* ACTIVITY *
Once the line containing "local.found_tree_traversed.fetch_add(tree, STAT_ORD);" is found in the records below, return it and each following line exactly, up to and including the line containing "Self::new()", and nothing else.

(Stored entries)
//! Logical-ordering map.
//!
//! Presence is defined by a doubly-linked chain of nodes in key order,
//! bracketed by -inf / +inf anchors and guarded per edge by the
//! predecessor's `succ_lock`. The binary search tree over the same nodes
//! is only an accelerator: a lookup descends the tree to a near miss and
//! then walks the chain until the comparison settles, which tolerates
//! any amount of concurrent tree restructuring.
//!
//! Insertion validates the interval `(pred.key, succ.key]` under the
//! predecessor's chain lock, splices the chain, and only then attaches
//! the node to the tree. Removal splices the chain first (that is the
//! linearization point) and then unlinks from the tree, relocating the
//! in-order successor when the victim has two children - never copying
//! keys, because readers hold direct node references.
//!
//! Self-adjustment is the same probabilistic splay idea as the other
//! variants, with in-place rotations: the chain stays untouched, so
//! readers cannot be misrouted by them.

mod node;

use std::ptr as StdPtr;
use std::sync::Arc;

use rand::Rng;
use seize::{Collector, Guard, LocalGuard};

use crate::config::TreeConfig;
use crate::map::ConcurrentMap;
use crate::ordering::STAT_ORD;
use crate::stats::{Stats, StatsSnapshot};
use crate::tracing_helpers::trace_log;
use crate::value::{reclaim_value, value_clone_raw, value_from_raw, value_into_raw};

use node::{AnchorKey, Node};

/// Which previous states allow an insert-flavored operation to write.
#[derive(Debug, Clone, Copy, PartialEq, Eq)]
enum InsertMode {
    Put,
    PutIfAbsent,
    Replace,
}

/// Free one retired node box; never touches the value slot or links.
pub(crate) unsafe fn reclaim_node<K, V>(ptr: *mut Node<K, V>, _collector: &Collector) {
    // SAFETY: ptr came from Box::into_raw and seize ran the grace period.
    unsafe { drop(Box::from_raw(ptr)) };
}

/// Free a detached live subtree plus the value references it owns.
pub(crate) unsafe fn reclaim_subtree<K, V>(root: *mut Node<K, V>, _collector: &Collector) {
    let mut stack: Vec<*mut Node<K, V>> = Vec::with_capacity(64);
    stack.push(root);

    while let Some(ptr) = stack.pop() {
        if ptr.is_null() {
            continue;
        }
        // SAFETY: Detached subtree of live nodes.
        let node = unsafe { &*ptr };
        stack.push(node.left());
        stack.push(node.right());

        let value = node.value_ptr();
        if !value.is_null() {
            // SAFETY: A live node owns its slot's strong reference.
            drop(unsafe { value_from_raw(value) });
        }
        // SAFETY: ptr came from Box::into_raw; nothing reaches it anymore.
        unsafe { drop(Box::from_raw(ptr)) };
    }
}

/// A concurrent ordered map whose ground truth is a key-ordered
/// doubly-linked chain, accelerated by a self-adjusting search tree.
pub struct LogicalOrderingMap<K, V> {
    /// The +inf anchor; also the fixed top of the search tree.
    root: *mut Node<K, V>,
    /// The -inf anchor; tree parent of `root` and head of the chain.
    anchor: *mut Node<K, V>,
    collector: Collector,
    config: TreeConfig,
    stats: Stats,
}

// SAFETY: All shared state is guarded by per-node locks, the valid flag,
// and the seize grace period; raw pointers never escape the protocol.
unsafe impl<K: Send + Sync, V: Send + Sync> Send for LogicalOrderingMap<K, V> {}
unsafe impl<K: Send + Sync, V: Send + Sync> Sync for LogicalOrderingMap<K, V> {}

impl<K, V> LogicalOrderingMap<K, V> {
    /// Create an empty map with the default configuration.
    #[must_use]
    pub fn new() -> Self {
        Self::with_config(TreeConfig::default())
    }

    /// Create an empty map with an explicit configuration.
    ///
    /// The chain starts as `-inf <-> +inf`; the tree as `-inf` holding
    /// `+inf` as its right child.
    #[must_use]
    pub fn with_config(config: TreeConfig) -> Self {
        let anchor = Box::into_raw(Box::new(Node::anchor(AnchorKey::NegInf)));
        let root = Box::into_raw(Box::new(Node::anchor(AnchorKey::PosInf)));

        // SAFETY: Both were just allocated and are not shared yet.
        unsafe {
            (*root).set_parent(anchor);
            (*root).set_pred(anchor);
            (*root).set_succ(anchor);
            (*anchor).set_right(root);
            (*anchor).set_succ(root);
        }

        Self {
            root,
            anchor,
            collector: Collector::new(),
            config,
            stats: Stats::new(),
        }
    }

    /// Aggregate operation statistics.
    #[must_use]
    pub fn stats(&self) -> StatsSnapshot {
        self.stats.snapshot()
    }

    fn guard(&self) -> LocalGuard<'_> {
        self.collector.enter()
    }

    // SAFETY NOTE: root and anchor are allocated in the constructors and
    // freed only in Drop, so dereferencing them is always sound.
    fn root_ref(&self) -> &Node<K, V> {
        // SAFETY: See note above.
        unsafe { &*self.root }
    }

    fn anchor_ref(&self) -> &Node<K, V> {
        // SAFETY: See note above.
        unsafe { &*self.anchor }
    }

    /// Longest root-to-leaf path of the accelerator tree. Meant for
    /// quiescent shape inspection.
    #[must_use]
    pub fn height(&self) -> usize {
        let _guard = self.guard();
        let mut max_depth = 0_usize;
        let mut stack: Vec<(*mut Node<K, V>, usize)> = Vec::with_capacity(64);
        stack.push((self.root_ref().left(), 0));

        while let Some((ptr, depth)) = stack.pop() {
            if ptr.is_null() {
                continue;
            }
            // SAFETY: Reachable node under the guard above.
            let node = unsafe { &*ptr };
            max_depth = max_depth.max(depth + 1);
            stack.push((node.left(), depth + 1));
            stack.push((node.right(), depth + 1));
        }
        max_depth
    }

    fn finish_count(&self, tree: u64, logical: u64, found: bool) {
        let local = self.stats.local();
        local.get_count.fetch_add(1, STAT_ORD);
        if found {
            local.found_cnt.fetch_add(1, STAT_ORD);
            local.found_tree_traversed.fetch_add(tree, STAT_ORD);
            local.found_logical_traversed.fetch_add(logical, STAT_ORD);
        } else {
            local.not_found_cnt.fetch_add(1, STAT_ORD);
            local.not_found_tree_traversed.fetch_add(tree, STAT_ORD);
            local.not_found_logical_traversed.fetch_add(logical, STAT_ORD);
        }
    }
}

impl<K, V> Default for LogicalOrderingMap<K, V> {
    fn default() -> Self {
        Self::new()
    }
}

impl<K, V> Drop for LogicalOrderingMap<K, V> {
    fn drop(&mut self) {
        // Walk the chain: it holds exactly the anchors and the live
        // nodes. Unlinked nodes were retired individually and are freed
        // when the collector drops.
        let mut cur = self.anchor;
        loop {
            // SAFETY: Drop has exclusive access; chain nodes are live.
            let node = unsafe { &*cur };
            let next = node.succ();
            let value = node.value_ptr();
            if !value.is_null() {
                // SAFETY: A live node owns its slot's strong reference.
                drop(unsafe { value_from_raw(value) });
            }
            let at_root = cur == self.root;
            // SAFETY: cur came from Box::into_raw and is visited once.
            unsafe { drop(Box::from_raw(cur)) };
            if at_root {
                break;
            }
            cur = next;
        }
    }
}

* RESULT OF THIS TASK *
            local.found_tree_traversed.fetch_add(tree, STAT_ORD);
            local.found_logical_traversed.fetch_add(logical, STAT_ORD);
        } else {
            local.not_found_cnt.fetch_add(1, STAT_ORD);
            local.not_found_tree_traversed.fetch_add(tree, STAT_ORD);
            local.not_found_logical_traversed.fetch_add(logical, STAT_ORD);
        }
    }
}

impl<K, V> Default for LogicalOrderingMap<K, V> {
    fn default() -> Self {
        Self::new()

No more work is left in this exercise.